* [Prompt]
Your task is to count the lines of the entries below that include the word "this" and to give only the resulting number.
--- START ---
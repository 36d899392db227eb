//! Developer tooling: read-only solution inspection.
//!
//! # Invariants
//! - Tools never mutate the solutions they look at.

pub mod inspector;

pub use inspector::{ReagentInfo, SolutionInspector, SolutionSummary};

pub fn crate_info() -> &'static str {
    "chemix-tools v0.1.0"
}
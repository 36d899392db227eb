//! Persistence for solutions: snapshots and a file-backed store.
//!
//! # Invariants
//! - The stored form is ordered contents plus temperature; total volume is
//!   recomputed on every load.
//! - Snapshots carry a content hash and fail closed when it does not match.
//! - Store files are chained in a sha256 manifest.

pub mod snapshot;
pub mod store;

pub use snapshot::SolutionSnapshot;
pub use store::{IntegrityManifest, ManifestEntry, SolutionStore, StoreError, StoreMeta};

pub fn crate_info() -> &'static str {
    "chemix-persist v0.1.0"
}
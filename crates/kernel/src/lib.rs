//! Mixture kernel: the reagent solution value type and its algebra.
//!
//! # Invariants
//! - `total_volume` always equals the sum of the contents.
//! - No zero-quantity entries, no duplicate reagent ids.
//! - Composition changes conserve thermal energy; the catalog is always passed
//!   in explicitly, never resolved globally.

pub mod lookup;
pub mod reaction;
pub mod solution;

pub use lookup::{NoReagents, ReagentLookup, ReagentProperties};
pub use reaction::{ReactionHook, ReactionMethod};
pub use solution::{ReagentQuantity, Solution, SolutionError};
use chemix_kernel::Solution;
use serde::{Deserialize, Serialize};

/// A labelled, content-hashed copy of a solution.
///
/// The hash covers the label, every reagent id and raw quantity in order, and
/// the temperature bits, so any change to the stored contents is detected on
/// load.
#[derive(Debug, Clone, PartialEq, Serialize, Deserialize)]
pub struct SolutionSnapshot {
    /// Caller-chosen name, e.g. the container the solution came from.
    pub label: String,
    pub solution: Solution,
    /// FNV-1a over the canonical fields.
    pub hash: u64,
}

impl SolutionSnapshot {
    /// Snapshot the current state of a solution.
    pub fn capture(label: impl Into<String>, solution: &Solution) -> Self {
        let label = label.into();
        let hash = content_hash(&label, solution);
        Self {
            label,
            solution: solution.clone(),
            hash,
        }
    }

    /// Recompute the hash and compare.
    pub fn verify(&self) -> bool {
        self.hash == content_hash(&self.label, &self.solution)
    }

    /// An independent copy of the stored solution.
    pub fn restore(&self) -> Solution {
        self.solution.clone()
    }
}

fn content_hash(label: &str, solution: &Solution) -> u64 {
    let mut h = Fnv1a::new();
    h.write(label.as_bytes());
    h.write(&[0]);
    for entry in solution {
        h.write(entry.reagent_id().as_bytes());
        h.write(&[0]);
        h.write(&entry.quantity().raw().to_le_bytes());
    }
    h.write(&solution.temperature().to_bits().to_le_bytes());
    h.finish()
}

struct Fnv1a(u64);

impl Fnv1a {
    fn new() -> Self {
        Self(0xcbf2_9ce4_8422_2325)
    }

    fn write(&mut self, bytes: &[u8]) {
        for &b in bytes {
            self.0 ^= b as u64;
            self.0 = self.0.wrapping_mul(0x0100_0000_01b3);
        }
    }

    fn finish(&self) -> u64 {
        self.0
    }
}

#[cfg(test)]
mod tests {
    use super::*;
    use chemix_common::FixedPoint2;
    use chemix_kernel::NoReagents;

    fn sample() -> Solution {
        let mut s = Solution::new();
        s.add_reagent(&NoReagents, "water", FixedPoint2::from_int(10), None);
        s.add_reagent(&NoReagents, "iron", FixedPoint2::new(2.5), None);
        s
    }

    #[test]
    fn capture_and_verify() {
        let snap = SolutionSnapshot::capture("beaker", &sample());
        assert!(snap.verify());
        assert_eq!(snap.label, "beaker");
    }

    #[test]
    fn tampering_is_detected() {
        let mut snap = SolutionSnapshot::capture("beaker", &sample());
        snap.solution.remove_reagent("iron", FixedPoint2::EPSILON);
        assert!(!snap.verify());

        let mut snap = SolutionSnapshot::capture("beaker", &sample());
        snap.label = "bucket".into();
        assert!(!snap.verify());

        let mut snap = SolutionSnapshot::capture("beaker", &sample());
        snap.solution.set_temperature(400.0);
        assert!(!snap.verify());
    }

    #[test]
    fn restore_is_independent() {
        let snap = SolutionSnapshot::capture("beaker", &sample());
        let mut restored = snap.restore();
        assert_eq!(restored, sample());
        restored.remove_all_solution();
        assert!(snap.verify());
        assert_eq!(snap.solution.total_volume(), FixedPoint2::new(12.5));
    }

    #[test]
    fn order_is_part_of_the_hash() {
        let mut reordered = Solution::new();
        reordered.add_reagent(&NoReagents, "iron", FixedPoint2::new(2.5), None);
        reordered.add_reagent(&NoReagents, "water", FixedPoint2::from_int(10), None);
        let a = SolutionSnapshot::capture("x", &sample());
        let b = SolutionSnapshot::capture("x", &reordered);
        assert_ne!(a.hash, b.hash);
    }

    #[test]
    fn json_roundtrip_recomputes_total() {
        let snap = SolutionSnapshot::capture("beaker", &sample());
        let json = serde_json::to_string(&snap).unwrap();
        let back: SolutionSnapshot = serde_json::from_str(&json).unwrap();
        assert!(back.verify());
        assert_eq!(back.solution.total_volume(), FixedPoint2::new(12.5));
    }
}
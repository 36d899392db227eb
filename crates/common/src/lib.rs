//! Shared value types for the chemix workspace.
//!
//! # Invariants
//! - Quantities are fixed-point with two fractional digits; no float drift.
//! - Colors are linear RGBA in `[0, 1]`.

pub mod color;
pub mod fixed;
pub mod types;

pub use color::{Color, ColorParseError};
pub use fixed::{FixedPoint2, ParseFixedPointError, QuantityRangeError};
pub use types::ROOM_TEMPERATURE;
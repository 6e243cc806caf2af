//! Scriptable, in-memory joystick subsystem.
//!
//! [`VirtualJoystickApi`] behaves like `winmm` from the caller's side: it has a
//! fixed number of slots, hands out encoded `JOYCAPSW`/`JOYINFOEX` buffers, and
//! fails with the same typed errors. Tests and the `--virtual` demo drive it by
//! attaching devices, moving axes, pressing buttons and unplugging slots.
//!
//! Every query is counted per slot so callers can assert how often the
//! subsystem was hit.

use crate::caps::{CapsFlags, Capabilities, ChannelExtent};
use crate::error::{Error, Result};
use crate::axis::{Axis, AxisMap};
use crate::layout::{CapsBuffer, PositionBuffer, RequestFlags, POSITION_SIZE};
use crate::raw::RawJoystickApi;
use crate::state::{PositionReport, MASK_BUTTONS, POV_CENTERED};
use parking_lot::Mutex;

#[derive(Clone, Debug)]
struct VirtualJoystick {
    caps: Capabilities,
    report: PositionReport,
    plugged: bool,
    /// When set, position queries fail with this code.
    read_error: Option<u32>,
}

impl VirtualJoystick {
    fn new(caps: Capabilities) -> Self {
        let report = PositionReport {
            size: POSITION_SIZE as u32,
            flags: RequestFlags::RETURN_ALL.bits(),
            pov: POV_CENTERED,
            ..PositionReport::default()
        };
        Self {
            caps,
            report,
            plugged: true,
            read_error: None,
        }
    }
}

#[derive(Default)]
struct Slot {
    device: Option<VirtualJoystick>,
    caps_queries: usize,
    position_queries: usize,
}

/// In-memory [`RawJoystickApi`].
pub struct VirtualJoystickApi {
    available: bool,
    slots: Mutex<Vec<Slot>>,
}

impl VirtualJoystickApi {
    /// A subsystem with `slots` empty slots.
    pub fn new(slots: u32) -> Self {
        Self {
            available: true,
            slots: Mutex::new((0..slots).map(|_| Slot::default()).collect()),
        }
    }

    /// A subsystem that behaves as if it were not installed.
    pub fn unavailable() -> Self {
        Self {
            available: false,
            slots: Mutex::new(Vec::new()),
        }
    }

    /// One slot holding [`demo_capabilities`] with the stick centered.
    pub fn demo() -> Self {
        let api = Self::new(1);
        api.attach(0, demo_capabilities());
        let center = 32767;
        for axis in [Axis::X, Axis::Y, Axis::RZ] {
            api.set_axis(0, axis, center);
        }
        api
    }

    /// Plug a device into `index`. Out-of-range indices are ignored.
    pub fn attach(&self, index: u32, caps: Capabilities) {
        self.with_slot(index, |slot| slot.device = Some(VirtualJoystick::new(caps)));
    }

    /// Remove the device at `index` entirely.
    pub fn detach(&self, index: u32) {
        self.with_slot(index, |slot| slot.device = None);
    }

    /// Simulate a cable pull. The slot keeps its device and state.
    pub fn unplug(&self, index: u32) {
        self.with_device(index, |dev| dev.plugged = false);
    }

    pub fn replug(&self, index: u32) {
        self.with_device(index, |dev| dev.plugged = true);
    }

    /// Make position queries on `index` fail with `code` until cleared with `None`.
    pub fn set_read_error(&self, index: u32, code: Option<u32>) {
        self.with_device(index, |dev| dev.read_error = code);
    }

    pub fn set_axis(&self, index: u32, axis: Axis, value: u32) {
        self.with_device(index, |dev| dev.report.set_axis(axis, value));
    }

    pub fn press_button(&self, index: u32, button: u32) {
        self.set_button(index, button, true);
    }

    pub fn release_button(&self, index: u32, button: u32) {
        self.set_button(index, button, false);
    }

    pub fn set_pov(&self, index: u32, pov: u32) {
        self.with_device(index, |dev| dev.report.pov = pov);
    }

    /// How many capability queries `index` has received.
    pub fn capability_queries(&self, index: u32) -> usize {
        self.slots
            .lock()
            .get(index as usize)
            .map_or(0, |slot| slot.caps_queries)
    }

    /// How many position queries `index` has received.
    pub fn position_queries(&self, index: u32) -> usize {
        self.slots
            .lock()
            .get(index as usize)
            .map_or(0, |slot| slot.position_queries)
    }

    fn set_button(&self, index: u32, button: u32, pressed: bool) {
        if button >= MASK_BUTTONS {
            return;
        }
        self.with_device(index, |dev| {
            let bit = 1u32 << button;
            if pressed {
                dev.report.buttons |= bit;
            } else {
                dev.report.buttons &= !bit;
            }
            dev.report.button_number = dev.report.buttons.count_ones();
        });
    }

    fn with_slot(&self, index: u32, f: impl FnOnce(&mut Slot)) {
        if let Some(slot) = self.slots.lock().get_mut(index as usize) {
            f(slot);
        }
    }

    fn with_device(&self, index: u32, f: impl FnOnce(&mut VirtualJoystick)) {
        self.with_slot(index, |slot| {
            if let Some(dev) = slot.device.as_mut() {
                f(dev);
            }
        });
    }

    /// Common gate for both queries: count the hit, then resolve the device.
    fn query<T>(
        &self,
        index: u32,
        count: impl FnOnce(&mut Slot),
        read: impl FnOnce(&VirtualJoystick) -> Result<T>,
    ) -> Result<T> {
        if !self.available {
            return Err(Error::Unavailable);
        }
        let mut slots = self.slots.lock();
        let slot = slots
            .get_mut(index as usize)
            .ok_or(Error::DeviceAbsent { index })?;
        count(&mut *slot);
        match slot.device.as_ref() {
            Some(dev) if dev.plugged => read(dev),
            _ => Err(Error::DeviceAbsent { index }),
        }
    }
}

impl RawJoystickApi for VirtualJoystickApi {
    fn device_count(&self) -> u32 {
        if !self.available {
            return 0;
        }
        self.slots.lock().len() as u32
    }

    fn query_capabilities(&self, index: u32) -> Result<CapsBuffer> {
        self.query(
            index,
            |slot| slot.caps_queries += 1,
            |dev| Ok(dev.caps.encode()),
        )
    }

    fn query_position(&self, index: u32) -> Result<PositionBuffer> {
        self.query(
            index,
            |slot| slot.position_queries += 1,
            |dev| match dev.read_error {
                Some(code) => Err(Error::ReadFailed { index, code }),
                None => Ok(dev.report.encode()),
            },
        )
    }

    fn name(&self) -> &str {
        "virtual"
    }
}

/// A plain two-axis stick with a throttle wheel, eight buttons and a hat.
pub fn demo_capabilities() -> Capabilities {
    let full = ChannelExtent::new(0, 65535);
    let none = ChannelExtent::default();
    Capabilities {
        vendor_id: 0x1209,
        product_id: 0x0001,
        name: "Virtual Joystick".into(),
        axes: AxisMap::new([full, full, none, none, none, full]),
        button_count: 8,
        period_min: 10,
        period_max: 1000,
        flags: CapsFlags::HAS_V | CapsFlags::HAS_POV | CapsFlags::POV_CTS,
        max_axes: 6,
        num_axes: 3,
        max_buttons: 32,
        reg_key: "VIRTUAL".into(),
        oem_driver: String::new(),
    }
}
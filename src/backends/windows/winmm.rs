#![cfg(target_os = "windows")]

//! `winmm` FFI binding.
//!
//! Buffers are passed to the OS as raw, 4-byte aligned byte arrays and then
//! decoded through the crate's offset table, so this module never reads
//! `JOYCAPSW`/`JOYINFOEX` fields itself.

use crate::backends::mmresult;
use crate::error::Result;
use crate::layout::{CapsBuffer, PositionBuffer, RequestFlags, CAPS_SIZE};
use crate::raw::RawJoystickApi;

use windows_sys::Win32::Media::Multimedia::{
    joyGetDevCapsW, joyGetNumDevs, joyGetPosEx, JOYCAPSW, JOYINFOEX,
};

const _: () = assert!(std::mem::size_of::<JOYCAPSW>() == CAPS_SIZE);
const _: () = assert!(std::mem::size_of::<JOYINFOEX>() == crate::layout::POSITION_SIZE);

/// The real legacy joystick subsystem.
#[derive(Debug, Default)]
pub struct WinMmApi {
    _priv: (),
}

impl WinMmApi {
    pub fn new() -> Self {
        Self::default()
    }
}

impl RawJoystickApi for WinMmApi {
    fn device_count(&self) -> u32 {
        // SAFETY: takes no arguments and has no preconditions.
        unsafe { joyGetNumDevs() }
    }

    fn query_capabilities(&self, index: u32) -> Result<CapsBuffer> {
        let mut buf = CapsBuffer::zeroed();
        // SAFETY: `buf` is CAPS_SIZE bytes, 4-byte aligned, and outlives the call;
        // `cbjc` tells the OS exactly how much it may write.
        let code = unsafe {
            joyGetDevCapsW(
                index as _,
                buf.as_bytes_mut().as_mut_ptr().cast::<JOYCAPSW>(),
                CAPS_SIZE as u32,
            )
        };
        mmresult::check(index, code)?;
        Ok(buf)
    }

    fn query_position(&self, index: u32) -> Result<PositionBuffer> {
        // dwSize and dwFlags must be set before the call.
        let mut buf = PositionBuffer::request(RequestFlags::RETURN_ALL);
        // SAFETY: `buf` is a JOYINFOEX-sized, 4-byte aligned buffer whose
        // dwSize field matches its length.
        let code = unsafe {
            joyGetPosEx(
                index as _,
                buf.as_bytes_mut().as_mut_ptr().cast::<JOYINFOEX>(),
            )
        };
        mmresult::check(index, code)?;
        Ok(buf)
    }

    fn name(&self) -> &str {
        "winmm"
    }
}
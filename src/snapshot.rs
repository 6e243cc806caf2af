//! Per-tick snapshot of device states.
//!
//! [`Snapshot`] is an **owned**, read-only view of the states read in one
//! pass of [`poll_all`](crate::manager::poll_all). Keys are device ids; a
//! device whose poll failed that tick is simply missing.
//!
//! Devices keep no history, so a snapshot is the only place states from the
//! same tick live together.
//!
//! # Examples
//! ```no_run
//! use mmjoy::{backends, manager::{poll_all, DeviceEnumerator}};
//!
//! let mut sticks = DeviceEnumerator::new(backends::system_api()).enumerate();
//! let snap = poll_all(&mut sticks);
//! for (id, state) in snap.iter() {
//!     println!("{id}: {:?}", state.axes);
//! }
//! ```

use crate::state::DeviceState;
use serde::Serialize;
use std::collections::BTreeMap;

/// Owned snapshot of device states (`device id → DeviceState`), ordered by id.
#[derive(Clone, Debug, Default, PartialEq, Eq, Serialize)]
pub struct Snapshot(pub BTreeMap<u32, DeviceState>);

impl Snapshot {
    #[inline]
    pub fn get(&self, id: u32) -> Option<&DeviceState> {
        self.0.get(&id)
    }

    #[inline]
    pub fn iter(&self) -> impl Iterator<Item = (&u32, &DeviceState)> {
        self.0.iter()
    }

    #[inline]
    pub fn len(&self) -> usize {
        self.0.len()
    }

    #[inline]
    pub fn is_empty(&self) -> bool {
        self.0.is_empty()
    }
}

impl FromIterator<(u32, DeviceState)> for Snapshot {
    fn from_iter<I: IntoIterator<Item = (u32, DeviceState)>>(iter: I) -> Self {
        Self(iter.into_iter().collect())
    }
}

#[cfg(test)]
mod tests {
    use super::*;

    #[test]
    fn collects_in_id_order() {
        let snap: Snapshot = [(4, DeviceState::default()), (1, DeviceState::default())]
            .into_iter()
            .collect();
        let ids: Vec<u32> = snap.iter().map(|(id, _)| *id).collect();
        assert_eq!(ids, [1, 4]);
        assert_eq!(snap.len(), 2);
        assert!(snap.get(4).is_some());
        assert!(snap.get(2).is_none());
    }

    #[test]
    fn empty_tick_is_empty() {
        let snap: Snapshot = std::iter::empty().collect();
        assert!(snap.is_empty());
        assert_eq!(serde_json::to_string(&snap).expect("serialize"), "{}");
    }
}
--- END ---
* [Answer section]
2